◆ **Task objective**
Give back all of the records exactly.

Stored data entries:
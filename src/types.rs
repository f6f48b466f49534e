use chrono::{DateTime, TimeZone, Utc};
use serde_json::Value as JsonValue;

/// Values passed as statement arguments and produced by row cursors.
///
/// The set is closed; anything else has to be turned into one of these
/// before it reaches the driver:
/// ```rust
/// use sqlite_driver::prelude::*;
///
/// let args = vec![
///     Value::from("alice"),
///     Value::from(13_i64),
///     Value::Null,
/// ];
/// # let _ = args;
/// ```
///
/// Cursors only ever produce `Null`, `Int`, `Float` and `Blob`; text
/// columns come back as `Blob` holding the UTF-8 bytes.
#[derive(Debug, Clone, PartialEq)]
pub enum Value {
    /// NULL value
    Null,
    /// Integer value (64-bit)
    Int(i64),
    /// Floating point value (64-bit)
    Float(f64),
    /// Boolean value, stored as 0/1
    Bool(bool),
    /// Binary data
    Blob(Vec<u8>),
    /// Text/string value
    Text(String),
    /// Timestamp value, always held in UTC
    Timestamp(DateTime<Utc>),
    /// Anything else, bound through its string form
    Json(JsonValue),
}

impl Value {
    /// Check if this value is NULL
    #[must_use]
    pub fn is_null(&self) -> bool {
        matches!(self, Self::Null)
    }

    #[must_use]
    pub fn as_int(&self) -> Option<i64> {
        match self {
            Value::Int(value) => Some(*value),
            Value::Bool(value) => Some(i64::from(*value)),
            _ => None,
        }
    }

    #[must_use]
    pub fn as_float(&self) -> Option<f64> {
        if let Value::Float(value) = self {
            Some(*value)
        } else {
            None
        }
    }

    /// Text values, and blobs that hold valid UTF-8.
    #[must_use]
    pub fn as_text(&self) -> Option<&str> {
        match self {
            Value::Text(value) => Some(value),
            Value::Blob(bytes) => std::str::from_utf8(bytes).ok(),
            _ => None,
        }
    }

    #[must_use]
    pub fn as_blob(&self) -> Option<&[u8]> {
        match self {
            Value::Blob(bytes) => Some(bytes),
            Value::Text(value) => Some(value.as_bytes()),
            _ => None,
        }
    }

    #[must_use]
    pub fn as_bool(&self) -> Option<bool> {
        match self {
            Value::Bool(value) => Some(*value),
            Value::Int(1) => Some(true),
            Value::Int(0) => Some(false),
            _ => None,
        }
    }

    /// Timestamps, or text in the layout the driver binds them with.
    #[must_use]
    pub fn as_timestamp(&self) -> Option<DateTime<Utc>> {
        if let Value::Timestamp(value) = self {
            return Some(*value);
        }
        let text = self.as_text()?;
        chrono::NaiveDateTime::parse_from_str(text, "%Y-%m-%d %H:%M:%S%.f")
            .ok()
            .map(|dt| dt.and_utc())
    }
}

impl From<i64> for Value {
    fn from(value: i64) -> Self {
        Value::Int(value)
    }
}

impl From<i32> for Value {
    fn from(value: i32) -> Self {
        Value::Int(i64::from(value))
    }
}

impl From<f64> for Value {
    fn from(value: f64) -> Self {
        Value::Float(value)
    }
}

impl From<bool> for Value {
    fn from(value: bool) -> Self {
        Value::Bool(value)
    }
}

impl From<&str> for Value {
    fn from(value: &str) -> Self {
        Value::Text(value.to_owned())
    }
}

impl From<String> for Value {
    fn from(value: String) -> Self {
        Value::Text(value)
    }
}

impl From<Vec<u8>> for Value {
    fn from(value: Vec<u8>) -> Self {
        Value::Blob(value)
    }
}

impl From<&[u8]> for Value {
    fn from(value: &[u8]) -> Self {
        Value::Blob(value.to_vec())
    }
}

impl<Tz: TimeZone> From<DateTime<Tz>> for Value {
    fn from(value: DateTime<Tz>) -> Self {
        Value::Timestamp(value.with_timezone(&Utc))
    }
}

impl From<JsonValue> for Value {
    fn from(value: JsonValue) -> Self {
        Value::Json(value)
    }
}

impl<T: Into<Value>> From<Option<T>> for Value {
    fn from(value: Option<T>) -> Self {
        value.map_or(Value::Null, Into::into)
    }
}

◆ **Result**
filename src/types.rs
repository f6f48b466f49534e
use chrono::{DateTime, TimeZone, Utc};
use serde_json::Value as JsonValue;

/// Values passed as statement arguments and produced by row cursors.
///
/// The set is closed; anything else has to be turned into one of these
/// before it reaches the driver:
/// ```rust
/// use sqlite_driver::prelude::*;
///
/// let args = vec![
///     Value::from("alice"),
///     Value::from(13_i64),
///     Value::Null,
/// ];
/// # let _ = args;
/// ```
///
/// Cursors only ever produce `Null`, `Int`, `Float` and `Blob`; text
/// columns come back as `Blob` holding the UTF-8 bytes.
#[derive(Debug, Clone, PartialEq)]
pub enum Value {
    /// NULL value
    Null,
    /// Integer value (64-bit)
    Int(i64),
    /// Floating point value (64-bit)
    Float(f64),
    /// Boolean value, stored as 0/1
    Bool(bool),
    /// Binary data
    Blob(Vec<u8>),
    /// Text/string value
    Text(String),
    /// Timestamp value, always held in UTC
    Timestamp(DateTime<Utc>),
    /// Anything else, bound through its string form
    Json(JsonValue),
}

impl Value {
    /// Check if this value is NULL
    #[must_use]
    pub fn is_null(&self) -> bool {
        matches!(self, Self::Null)
    }

    #[must_use]
    pub fn as_int(&self) -> Option<i64> {
        match self {
            Value::Int(value) => Some(*value),
            Value::Bool(value) => Some(i64::from(*value)),
            _ => None,
        }
    }

    #[must_use]
    pub fn as_float(&self) -> Option<f64> {
        if let Value::Float(value) = self {
            Some(*value)
        } else {
            None
        }
    }

    /// Text values, and blobs that hold valid UTF-8.
    #[must_use]
    pub fn as_text(&self) -> Option<&str> {
        match self {
            Value::Text(value) => Some(value),
            Value::Blob(bytes) => std::str::from_utf8(bytes).ok(),
            _ => None,
        }
    }

    #[must_use]
    pub fn as_blob(&self) -> Option<&[u8]> {
        match self {
            Value::Blob(bytes) => Some(bytes),
            Value::Text(value) => Some(value.as_bytes()),
            _ => None,
        }
    }

    #[must_use]
    pub fn as_bool(&self) -> Option<bool> {
        match self {
            Value::Bool(value) => Some(*value),
            Value::Int(1) => Some(true),
            Value::Int(0) => Some(false),
            _ => None,
        }
    }

    /// Timestamps, or text in the layout the driver binds them with.
    #[must_use]
    pub fn as_timestamp(&self) -> Option<DateTime<Utc>> {
        if let Value::Timestamp(value) = self {
            return Some(*value);
        }
        let text = self.as_text()?;
        chrono::NaiveDateTime::parse_from_str(text, "%Y-%m-%d %H:%M:%S%.f")
            .ok()
            .map(|dt| dt.and_utc())
    }
}

impl From<i64> for Value {
    fn from(value: i64) -> Self {
        Value::Int(value)
    }
}

impl From<i32> for Value {
    fn from(value: i32) -> Self {
        Value::Int(i64::from(value))
    }
}

impl From<f64> for Value {
    fn from(value: f64) -> Self {
        Value::Float(value)
    }
}

impl From<bool> for Value {
    fn from(value: bool) -> Self {
        Value::Bool(value)
    }
}

impl From<&str> for Value {
    fn from(value: &str) -> Self {
        Value::Text(value.to_owned())
    }
}

impl From<String> for Value {
    fn from(value: String) -> Self {
        Value::Text(value)
    }
}

impl From<Vec<u8>> for Value {
    fn from(value: Vec<u8>) -> Self {
        Value::Blob(value)
    }
}

impl From<&[u8]> for Value {
    fn from(value: &[u8]) -> Self {
        Value::Blob(value.to_vec())
    }
}

impl<Tz: TimeZone> From<DateTime<Tz>> for Value {
    fn from(value: DateTime<Tz>) -> Self {
        Value::Timestamp(value.with_timezone(&Utc))
    }
}

impl From<JsonValue> for Value {
    fn from(value: JsonValue) -> Self {
        Value::Json(value)
    }
}

impl<T: Into<Value>> From<Option<T>> for Value {
    fn from(value: Option<T>) -> Self {
        value.map_or(Value::Null, Into::into)
    }
}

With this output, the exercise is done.